Elle avait les cheveux longs et les yeux verts. Une cascade brune qui se déversait jusque dans le bas de son dos et qui finissait en de petites boucles gracieuses qu'elle emmêlait dans ses doigts fins. Elle avait les yeux d'une femme qui sort le soir, qui rit autour d'un verre de vin rouge, qui dort nue, qui ne met pas de maquillage, qui fume à table et qui écrit des lettres à l'encre bleue. Elle avait les yeux verts, comme les lentilles d'eau qui se répandent dans les mares. Ou comme les feuilles du cerisier. Je ne sais plus, je ne sais pas.

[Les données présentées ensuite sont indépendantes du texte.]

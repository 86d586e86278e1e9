//! Reference-data cache
//!
//! Game sources expose their genre, platform, and publisher vocabularies as
//! id/name lists that rarely change. Each (source, kind) pair gets one JSON
//! file on disk; a fetcher loads it at setup, resolves ids against it during
//! normalization, and merges freshly downloaded batches back before
//! persisting the whole map.

use crate::error::{FetchError, Result};
use log::{debug, warn};
use serde::Deserialize;
use std::collections::BTreeMap;
use std::fs;
use std::path::{Path, PathBuf};

/// Incoming payload shapes: a list of id/name records, a map keying id to
/// record, or a plain id-to-name map.
#[derive(Deserialize)]
#[serde(untagged)]
enum Payload {
    List(Vec<IdName>),
    Keyed(BTreeMap<String, NamedRecord>),
    Map(BTreeMap<String, String>),
}

#[derive(Deserialize)]
struct NamedRecord {
    name: String,
}

#[derive(Deserialize)]
struct IdName {
    id: IdValue,
    name: String,
}

#[derive(Deserialize)]
#[serde(untagged)]
enum IdValue {
    Number(u64),
    Text(String),
}

impl IdValue {
    fn into_key(self) -> String {
        match self {
            IdValue::Number(n) => n.to_string(),
            IdValue::Text(s) => s,
        }
    }
}

/// One source's id-to-name table for one reference kind
pub struct ReferenceCache {
    path: PathBuf,
    map: BTreeMap<String, String>,
}

impl ReferenceCache {
    /// Open the cache file for a (source, kind) pair, loading any persisted
    /// table. A missing file yields an empty cache; a corrupt file is
    /// discarded with a warning rather than failing the fetcher.
    pub fn open(dir: &Path, source: &str, kind: &str) -> Self {
        let path = dir.join(format!("{source}_{kind}.json"));
        let map = match fs::read_to_string(&path) {
            Ok(content) => match parse_payload(&content) {
                Ok(entries) => entries.into_iter().collect(),
                Err(err) => {
                    warn!("discarding corrupt reference cache {}: {err}", path.display());
                    BTreeMap::new()
                }
            },
            Err(_) => BTreeMap::new(),
        };

        debug!(
            "reference cache {} loaded with {} entries",
            path.display(),
            map.len()
        );
        Self { path, map }
    }

    /// Default cache directory under the platform cache root.
    pub fn default_dir() -> PathBuf {
        dirs::cache_dir()
            .unwrap_or_else(|| PathBuf::from("."))
            .join("curio/refcache")
    }

    pub fn get(&self, id: &str) -> Option<&str> {
        self.map.get(id).map(String::as_str)
    }

    pub fn get_numeric(&self, id: u64) -> Option<&str> {
        self.get(&id.to_string())
    }

    pub fn len(&self) -> usize {
        self.map.len()
    }

    pub fn is_empty(&self) -> bool {
        self.map.is_empty()
    }

    /// Merge a batch of id/name pairs, returning how many were new or
    /// changed.
    pub fn merge<I, K, V>(&mut self, batch: I) -> usize
    where
        I: IntoIterator<Item = (K, V)>,
        K: Into<String>,
        V: Into<String>,
    {
        let mut changed = 0;
        for (id, name) in batch {
            let id = id.into();
            let name = name.into();
            if self.map.get(&id) != Some(&name) {
                self.map.insert(id, name);
                changed += 1;
            }
        }
        changed
    }

    /// Merge a raw JSON payload downloaded from the source.
    pub fn merge_payload(&mut self, json: &str) -> Result<usize> {
        let entries = parse_payload(json)?;
        Ok(self.merge(entries))
    }

    /// Overwrite the on-disk file with the current table.
    pub fn persist(&self) -> Result<()> {
        if let Some(parent) = self.path.parent() {
            fs::create_dir_all(parent)
                .map_err(|e| FetchError::cache(format!("create {}: {e}", parent.display())))?;
        }

        let json = serde_json::to_string_pretty(&self.map)
            .map_err(|e| FetchError::cache(format!("serialize reference cache: {e}")))?;
        fs::write(&self.path, json)
            .map_err(|e| FetchError::cache(format!("write {}: {e}", self.path.display())))?;
        Ok(())
    }
}

/// Parse a reference payload in either accepted shape.
pub fn parse_payload(json: &str) -> Result<Vec<(String, String)>> {
    let payload: Payload = serde_json::from_str(json)
        .map_err(|e| FetchError::cache(format!("unrecognized reference payload: {e}")))?;

    let entries = match payload {
        Payload::List(records) => records
            .into_iter()
            .map(|r| (r.id.into_key(), r.name))
            .collect(),
        Payload::Keyed(map) => map
            .into_iter()
            .map(|(id, record)| (id, record.name))
            .collect(),
        Payload::Map(map) => map.into_iter().collect(),
    };
    Ok(entries)
}

#[cfg(test)]
mod tests {
    use super::*;
    use tempfile::TempDir;

    #[test]
    fn test_parse_list_payload() {
        let json = r#"[{"id": 5, "name": "Shooter"}, {"id": 8, "name": "Platform"}]"#;
        let entries = parse_payload(json).unwrap();
        assert_eq!(entries.len(), 2);
        assert!(entries.contains(&("5".to_string(), "Shooter".to_string())));
    }

    #[test]
    fn test_parse_map_payload() {
        let json = r#"{"18": "NES", "22": "Game Boy"}"#;
        let entries = parse_payload(json).unwrap();
        assert_eq!(entries.len(), 2);
        assert!(entries.contains(&("18".to_string(), "NES".to_string())));
    }

    #[test]
    fn test_parse_keyed_record_payload() {
        let json = r#"{"1": {"id": 1, "name": "Action"}, "8": {"id": 8, "name": "Platform"}}"#;
        let entries = parse_payload(json).unwrap();
        assert_eq!(entries.len(), 2);
        assert!(entries.contains(&("1".to_string(), "Action".to_string())));
        assert!(entries.contains(&("8".to_string(), "Platform".to_string())));
    }

    #[test]
    fn test_missing_file_yields_empty_cache() {
        let dir = TempDir::new().unwrap();
        let cache = ReferenceCache::open(dir.path(), "igdb", "platform");
        assert!(cache.is_empty());
    }

    #[test]
    fn test_merge_then_persist_then_reload() {
        let dir = TempDir::new().unwrap();

        let mut cache = ReferenceCache::open(dir.path(), "igdb", "genre");
        let changed = cache.merge([("5", "Shooter"), ("8", "Platform")]);
        assert_eq!(changed, 2);
        cache.persist().unwrap();

        let reloaded = ReferenceCache::open(dir.path(), "igdb", "genre");
        assert_eq!(reloaded.len(), 2);
        assert_eq!(reloaded.get("5"), Some("Shooter"));
        assert_eq!(reloaded.get_numeric(8), Some("Platform"));
    }

    #[test]
    fn test_merge_counts_only_changes() {
        let dir = TempDir::new().unwrap();
        let mut cache = ReferenceCache::open(dir.path(), "tgdb", "genre");

        assert_eq!(cache.merge([("1", "Action")]), 1);
        assert_eq!(cache.merge([("1", "Action")]), 0);
        assert_eq!(cache.merge([("1", "Action-Adventure")]), 1);
        assert_eq!(cache.get("1"), Some("Action-Adventure"));
    }

    #[test]
    fn test_corrupt_file_is_discarded() {
        let dir = TempDir::new().unwrap();
        fs::write(dir.path().join("moby_platform.json"), "{{ not json").unwrap();

        let cache = ReferenceCache::open(dir.path(), "moby", "platform");
        assert!(cache.is_empty());
    }
}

Elle avait le sourire du crépuscule et des lèvres de rosée du matin. Elle avait des traits fins, des gestes gracieux, et des fleurs dans les cheveux. Elle avait des diamants dans les yeux et des étoiles dans son rire. Ou l'inverse. Je ne sais plus, je ne sais pas.
Elle portait des pantalons larges, et des robes à fleurs. Elle aimait peindre et jouer du piano. Elle aimait modifier les formes et les couleurs, transposer sur la toile son univers imaginaire si beau et si pure. Son univers non-imaginaire. Ou pas. Peut-être avait-elle rêvé. Peut-être avait-elle dormit pendant 17ans.
Elle aimait regarder les chevaux voler dans son imagination et les vagues vertes que semait le vent sur la plaine. Elle aimait sentir les grains de sable s'échapper entre ses orteils quand la mer se retirait et courir après les vagues. Elle aimait le monde, la vie, les gens, et même les journalistes qui racontent n'importe quoi. Elle aimait l'aquarelle. Celle qu'elle dessinait dans son esprit de femme libre et heureuse. Elle volait. Elle était libre. Loin au-dessus des hommes vulgaires et des femmes jalouses, loin au-dessus des paroles de son banquier et de la ménopause de sa mère.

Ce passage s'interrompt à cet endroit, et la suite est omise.